COVID-19 surge continues, vaccinations stalled

Casey S. Elliott
Wednesday, October 6, 2021

The local and statewide COVID-19 case spike continued its growth, but has not spurred an accompanying increase in vaccination interest.

As of Tuesday, Beaverhead County clocked 82 new cases in the past week; there were 102 active and 1,328 total cases. The vast majority of new cases were in people in their 50s; people in all other age groups tested positive in the past week.

Two Beaverhead County High School students tested positive in the past week. School District #10 reported as of Monday, 51 total positive cases were tallied at school, with 13 of those staff members. The largest number of cases were recorded in students in kindergarten to fifth grades (21); 17 were tallied in students in sixth- to eighth grades.

Beaverhead County Public Health officials are urging residents who may be a close contact of a positive case to begin isolating and taking preventative precautions immediately, and not wait for confirmation from public health. Director Sue Hansen said the case surge has put public health staff far behind on its case investigations, and residents who are tested will get a call from the place that performed the test. Those who test positive are encouraged to contact their close contacts as soon as possible.

Close contacts are considered people who were within six feet of a positive case for 15 minutes or more in a 24-hour period. People who are fully vaccinated do not need to be quarantined, but are asked to wear a mask in indoor spaces and get tested three- to five days from their last exposure to the positive case. If the person does not want to get tested, they should wear a mask for 14 days. All other contacts are required to quarantine.

Tests are available through Southwest Montana Community Health Center, Barrett Hospital and Beaverhead Urgent Care.

Community residents can help tame the case surge by wearing masks indoors, socially distancing, and increasing ventilation by opening windows and using a fan.

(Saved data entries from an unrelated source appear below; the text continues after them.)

//! Quadrilateral meshes.
//!
//! The mesh is a fixed collaborator of the solver: it only exposes
//! the active cells, their vertices and the edge topology that is needed
//! for numbering the degrees of freedom and for finding the boundary and
//! non-conforming (hanging) interfaces.

pub mod cartesian;

use crate::{
  linalg::{CoordRef, Matrix, Vector},
  Dim, Error, Result,
};

use indexmap::IndexMap;
use itertools::Itertools;

pub type VertexIdx = usize;
pub type EdgeIdx = usize;
pub type CellIdx = usize;

pub const NVERTICES_PER_CELL: usize = 4;
pub const NEDGES_PER_CELL: usize = 4;

/// Local vertices of the cell edges.
///
/// Cell vertices are ordered lexicographically on the reference square:
/// (0,0), (1,0), (0,1), (1,1).
/// The edges are ordered x=0, x=1, y=0, y=1.
pub const CELL_EDGES: [[usize; 2]; NEDGES_PER_CELL] = [[0, 2], [1, 3], [0, 1], [2, 3]];

/// A coarse edge that is refined on its other side.
///
/// `fine[0]` joins the first vertex of the coarse edge with `midpoint`,
/// `fine[1]` joins `midpoint` with the second vertex.
#[derive(Debug, Clone, PartialEq, Eq)]
pub struct HangingEdge {
  pub coarse: EdgeIdx,
  pub midpoint: VertexIdx,
  pub fine: [EdgeIdx; 2],
}

#[derive(Debug, Clone)]
pub struct QuadMesh {
  /// Vertex coordinates, one column per vertex.
  coords: Matrix,
  cells: Vec<[VertexIdx; NVERTICES_PER_CELL]>,
  /// Sorted vertex pair of every edge and the cells containing it.
  edges: IndexMap<[VertexIdx; 2], Vec<CellIdx>>,
  cell_edges: Vec<[EdgeIdx; NEDGES_PER_CELL]>,
  hanging_edges: Vec<HangingEdge>,
  boundary_edges: Vec<EdgeIdx>,
}

impl QuadMesh {
  pub fn new(coords: Matrix, cells: Vec<[VertexIdx; NVERTICES_PER_CELL]>) -> Result<Self> {
    let dim = coords.nrows();
    if dim != 2 {
      return Err(Error::UnsupportedDimension(dim));
    }
    let nvertices = coords.ncols();
    assert!(
      cells.iter().flatten().all(|&v| v < nvertices),
      "cell refers to vertex outside of mesh"
    );

    let mut edges: IndexMap<[VertexIdx; 2], Vec<CellIdx>> = IndexMap::new();
    let mut cell_edges = Vec::with_capacity(cells.len());
    for (icell, cell) in cells.iter().enumerate() {
      let mut this_edges = [0; NEDGES_PER_CELL];
      for (iedge, [a, b]) in CELL_EDGES.iter().enumerate() {
        let key = sorted_pair(cell[*a], cell[*b]);
        let entry = edges.entry(key);
        this_edges[iedge] = entry.index();
        entry.or_default().push(icell);
      }
      cell_edges.push(this_edges);
    }

    let mut mesh = Self {
      coords,
      cells,
      edges,
      cell_edges,
      hanging_edges: Vec::new(),
      boundary_edges: Vec::new(),
    };
    mesh.hanging_edges = mesh.find_hanging_edges();

    let mut interface_edges = vec![false; mesh.nedges()];
    for hanging in &mesh.hanging_edges {
      interface_edges[hanging.coarse] = true;
      interface_edges[hanging.fine[0]] = true;
      interface_edges[hanging.fine[1]] = true;
    }
    mesh.boundary_edges = (0..mesh.nedges())
      .filter(|&iedge| mesh.edge_cells(iedge).len() == 1 && !interface_edges[iedge])
      .collect();

    Ok(mesh)
  }

  /// Edges with a single adjacent cell whose midpoint is a vertex
  /// splitting two other single-cell edges.
  fn find_hanging_edges(&self) -> Vec<HangingEdge> {
    let single_cell_edges: Vec<EdgeIdx> = (0..self.nedges())
      .filter(|&iedge| self.edge_cells(iedge).len() == 1)
      .collect();

    let mut neighbours = vec![Vec::new(); self.nvertices()];
    for &iedge in &single_cell_edges {
      let [a, b] = self.edge_vertices(iedge);
      neighbours[a].push(b);
      neighbours[b].push(a);
    }

    let mut hanging_edges = Vec::new();
    for &iedge in &single_cell_edges {
      let [a, b] = self.edge_vertices(iedge);
      let midpoint = (self.vertex_coord(a) + self.vertex_coord(b)) / 2.0;
      let tol = 1e-10 * (self.vertex_coord(a) - self.vertex_coord(b)).norm();

      let found = neighbours[a].iter().copied().find(|&h| {
        h != b
          && neighbours[b].contains(&h)
          && (self.vertex_coord(h) - &midpoint).norm() <= tol
      });
      if let Some(h) = found {
        let fine = [
          self.edges.get_index_of(&sorted_pair(a, h)),
          self.edges.get_index_of(&sorted_pair(h, b)),
        ];
        if let [Some(fine0), Some(fine1)] = fine {
          hanging_edges.push(HangingEdge {
            coarse: iedge,
            midpoint: h,
            fine: [fine0, fine1],
          });
        }
      }
    }
    if !hanging_edges.is_empty() {
      tracing::info!("mesh has {} hanging edges", hanging_edges.len());
    }
    hanging_edges
  }
}

// getters
impl QuadMesh {
  pub fn dim(&self) -> Dim {
    self.coords.nrows()
  }
  pub fn nvertices(&self) -> usize {
    self.coords.ncols()
  }
  pub fn nedges(&self) -> usize {
    self.edges.len()
  }
  pub fn ncells(&self) -> usize {
    self.cells.len()
  }
  pub fn coords(&self) -> &Matrix {
    &self.coords
  }
  pub fn vertex_coord(&self, ivertex: VertexIdx) -> CoordRef {
    self.coords.column(ivertex)
  }
  pub fn cells(&self) -> &[[VertexIdx; NVERTICES_PER_CELL]] {
    &self.cells
  }
  pub fn cell_vertices(&self, icell: CellIdx) -> &[VertexIdx; NVERTICES_PER_CELL] {
    &self.cells[icell]
  }
  pub fn cell_edges(&self, icell: CellIdx) -> &[EdgeIdx; NEDGES_PER_CELL] {
    &self.cell_edges[icell]
  }
  /// Vertex coordinates of a cell, one column per local vertex.
  pub fn cell_coords(&self, icell: CellIdx) -> Matrix {
    let vertices = self.cell_vertices(icell);
    Matrix::from_fn(self.dim(), NVERTICES_PER_CELL, |r, c| {
      self.coords[(r, vertices[c])]
    })
  }
  pub fn edge_vertices(&self, iedge: EdgeIdx) -> [VertexIdx; 2] {
    *self.edges.get_index(iedge).expect("edge index in range").0
  }
  pub fn edge_cells(&self, iedge: EdgeIdx) -> &[CellIdx] {
    self.edges.get_index(iedge).expect("edge index in range").1
  }
  pub fn hanging_edges(&self) -> &[HangingEdge] {
    &self.hanging_edges
  }
  pub fn boundary_edges(&self) -> &[EdgeIdx] {
    &self.boundary_edges
  }
  pub fn boundary_vertices(&self) -> Vec<VertexIdx> {
    self
      .boundary_edges
      .iter()
      .flat_map(|&iedge| self.edge_vertices(iedge))
      .sorted_unstable()
      .dedup()
      .collect()
  }

  pub fn edge_length(&self, iedge: EdgeIdx) -> f64 {
    let [a, b] = self.edge_vertices(iedge);
    (self.vertex_coord(a) - self.vertex_coord(b)).norm()
  }
  pub fn mesh_width_max(&self) -> f64 {
    (0..self.nedges())
      .map(|iedge| self.edge_length(iedge))
      .fold(0.0, f64::max)
  }

  pub fn cell_barycenter(&self, icell: CellIdx) -> Vector {
    self.cell_coords(icell).column_mean()
  }
}

fn sorted_pair(a: VertexIdx, b: VertexIdx) -> [VertexIdx; 2] {
  if a < b {
    [a, b]
  } else {
    [b, a]
  }
}

#[cfg(test)]
pub(crate) mod test {
  use super::QuadMesh;
  use crate::linalg::Matrix;

  /// One coarse cell on `[0,1]x[0,2]` next to two fine cells on `[1,2]x[0,2]`.
  pub fn nonconforming_mesh() -> QuadMesh {
    #[rustfmt::skip]
    let coords = Matrix::from_column_slice(2, 8, &[
      0.0, 0.0,
      1.0, 0.0,
      0.0, 2.0,
      1.0, 2.0,
      1.0, 1.0,
      2.0, 0.0,
      2.0, 1.0,
      2.0, 2.0,
    ]);
    let cells = vec![[0, 1, 2, 3], [1, 5, 4, 6], [4, 6, 3, 7]];
    QuadMesh::new(coords, cells).unwrap()
  }

  #[test]
  fn hanging_edge_detection() {
    let mesh = nonconforming_mesh();
    assert_eq!(mesh.hanging_edges().len(), 1);
    let hanging = &mesh.hanging_edges()[0];
    assert_eq!(mesh.edge_vertices(hanging.coarse), [1, 3]);
    assert_eq!(hanging.midpoint, 4);
    assert_eq!(mesh.edge_vertices(hanging.fine[0]), [1, 4]);
    assert_eq!(mesh.edge_vertices(hanging.fine[1]), [3, 4]);

    assert_eq!(mesh.boundary_edges().len(), 7);
    assert_eq!(mesh.boundary_vertices(), [0, 1, 2, 3, 5, 6, 7]);
  }

  #[test]
  fn edges_are_shared() {
    let mesh = nonconforming_mesh();
    // 4 + 4 + 4 cell edges, fine cells share edge (4,6)
    assert_eq!(mesh.nedges(), 11);
    let shared = mesh.cell_edges(1)[3];
    assert_eq!(mesh.cell_edges(2)[2], shared);
    assert_eq!(mesh.edge_cells(shared), [1, 2]);
  }

  #[test]
  fn only_planar_meshes() {
    let coords = Matrix::zeros(3, 4);
    assert!(matches!(
      QuadMesh::new(coords, vec![[0, 1, 2, 3]]),
      Err(crate::Error::UnsupportedDimension(3))
    ));
  }
}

CDC officials are urging pregnant patients to get the COVID-19 vaccine, due to increased risk to the pregnant person and their unborn child. Of confirmed COVID cases in pregnant people, more than 22,000 people were hospitalized and 161 of them died. Approximately 97% of hospitalized patients were unvaccinated, according to a county public health Facebook post.

Montana’s weekly COVID report for schools (as of Sept. 24) listed six total cases at the University of Montana Western (five in students). Wisdom School had one total case listed in a staff member.

Beaverhead County’s vaccination rate remained at 54%, slightly above the state’s 53% but below the national average of 56%. The U.S. Centers for Disease Control and Prevention (CDC) lists all but three counties in the state as “high” transmission of the virus. The worst case outbreaks are in Yellowstone, Missoula, Flathead and Cascade counties, which all registered COVID-19 test positivity above 12% in the past week. Beaverhead County’s test positivity rate was 21.54%.

Barrett Hospital listed four of its COVID-19 beds full, and the hospital itself was 44% full as of Monday’s statewide hospitalization report. Daily active hospitalizations were in the 400-range all week. Benefis Hospital in Cascade County; Missouri River Medical Center in Chouteau County; Kalispell Regional Medical Center in Flathead County; St. Peters Health in Lewis & Clark County; Pioneer Medical in Sweet Grass County; and Billings Clinic and Advanced Care Hospital of Montana in Yellowstone County were all over 90% full.

There were 6,249 new cases and 59 new deaths added statewide in the past week, as Montana passed the 2,000-death mark from the virus. As of Tuesday, there were 154,739 total cases and 2,048 deaths from COVID-19 counted since the start of the pandemic last year. Hospitalizations also continue to grow, with Montana National Guard soldiers bolstering hospital staff overwhelmed by the caseloads.

Daily COVID cases and deaths nationwide have stabilized. There have been more than 43.6 million COVID-19 cases and more than 700,100 deaths recorded nationally since the start of the pandemic last year.